Exercise prompt:
The whole listing should be given back without any alteration.

Supplied records:
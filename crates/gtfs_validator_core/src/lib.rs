//! Validation engine for GTFS static feeds: feed loading, CSV parsing and
//! schema enforcement, the notice/severity model, and the registry of rule
//! validators that `gtfs_validator_cli` and `gtfs_validator_report` build on.

pub mod csv_reader;
pub mod csv_schema;
pub mod csv_table;
pub mod csv_validation;
pub mod engine;
pub mod feed;
pub mod geojson;
pub mod input;
pub mod notice;
pub mod reference_index;
pub mod rules;
pub mod validation_context;
pub mod validator;

pub use csv_reader::{CsvParseError, CsvRow};
pub use csv_table::CsvTable;
pub use engine::{validate_input, validate_input_into, ValidationOutcome};
pub use feed::GtfsFeed;
pub use geojson::{GeoJsonBounds, GeoJsonFeatureCollection, LocationsGeoJson};
pub use input::{collect_input_notices, GtfsInput, GtfsInputError, GtfsInputReader};
pub use notice::{
    NoticeContainer, NoticeSeverity, SharedNoticeContainer, ValidationNotice,
    DEFAULT_MAX_NOTICES_PER_TYPE,
};
pub use reference_index::ReferenceIndex;
pub use rules::default_runner;
pub use validation_context::{
    google_rules_enabled, set_google_rules_enabled, set_thorough_mode_enabled,
    set_validation_country_code, set_validation_date, thorough_mode_enabled,
    validation_country_code, validation_date, ValidationConfig, ValidationConfigGuard,
};
pub use validator::{CancellationToken, Validator, ValidatorRunner};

Result for this exercise:
filename crates/gtfs_validator_core/src/lib.rs
//! Validation engine for GTFS static feeds: feed loading, CSV parsing and
//! schema enforcement, the notice/severity model, and the registry of rule
//! validators that `gtfs_validator_cli` and `gtfs_validator_report` build on.

pub mod csv_reader;
pub mod csv_schema;
pub mod csv_table;
pub mod csv_validation;
pub mod engine;
pub mod feed;
pub mod geojson;
pub mod input;
pub mod notice;
pub mod reference_index;
pub mod rules;
pub mod validation_context;
pub mod validator;

pub use csv_reader::{CsvParseError, CsvRow};
pub use csv_table::CsvTable;
pub use engine::{validate_input, validate_input_into, ValidationOutcome};
pub use feed::GtfsFeed;
pub use geojson::{GeoJsonBounds, GeoJsonFeatureCollection, LocationsGeoJson};
pub use input::{collect_input_notices, GtfsInput, GtfsInputError, GtfsInputReader};
pub use notice::{
    NoticeContainer, NoticeSeverity, SharedNoticeContainer, ValidationNotice,
    DEFAULT_MAX_NOTICES_PER_TYPE,
};
pub use reference_index::ReferenceIndex;
pub use rules::default_runner;
pub use validation_context::{
    google_rules_enabled, set_google_rules_enabled, set_thorough_mode_enabled,
    set_validation_country_code, set_validation_date, thorough_mode_enabled,
    validation_country_code, validation_date, ValidationConfig, ValidationConfigGuard,
};
pub use validator::{CancellationToken, Validator, ValidatorRunner};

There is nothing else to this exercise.